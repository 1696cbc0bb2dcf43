//! Office Open XML (OOXML) output.
//!
//! Two layers:
//!
//! 1. **OPC Layer** (`opc`): package parts, relationships and the ZIP container
//! 2. **WordprocessingML** (`docx`): document, styles and metadata parts
//!
//! # Example
//!
//! ```rust
//! use folio::ooxml::docx::Package;
//! use folio::ooxml::docx::writer::MutableDocument;
//!
//! let mut doc = MutableDocument::new();
//! doc.add_paragraph_with_text("Hello");
//! let opc = Package::new(doc)?.to_opc()?;
//! assert_eq!(opc.part_count(), 5);
//! # Ok::<(), Box<dyn std::error::Error>>(())
//! ```
pub mod docx;
pub mod error;
pub mod opc;
pub(crate) mod xml;

pub use opc::{OpcPackage, PackURI};

pub use error::{OoxmlError, Result};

= Work instructions =
Each line, beginning at the one that contains "and metadata parts" and continuing through the end of the records, must be written out exactly, first and last included.

= Your response =
//! 2. **WordprocessingML** (`docx`): document, styles and metadata parts
//!
//! # Example
//!
//! ```rust
//! use folio::ooxml::docx::Package;
//! use folio::ooxml::docx::writer::MutableDocument;
//!
//! let mut doc = MutableDocument::new();
//! doc.add_paragraph_with_text("Hello");
//! let opc = Package::new(doc)?.to_opc()?;
//! assert_eq!(opc.part_count(), 5);
//! # Ok::<(), Box<dyn std::error::Error>>(())
//! ```
pub mod docx;
pub mod error;
pub mod opc;
pub(crate) mod xml;

pub use opc::{OpcPackage, PackURI};

pub use error::{OoxmlError, Result};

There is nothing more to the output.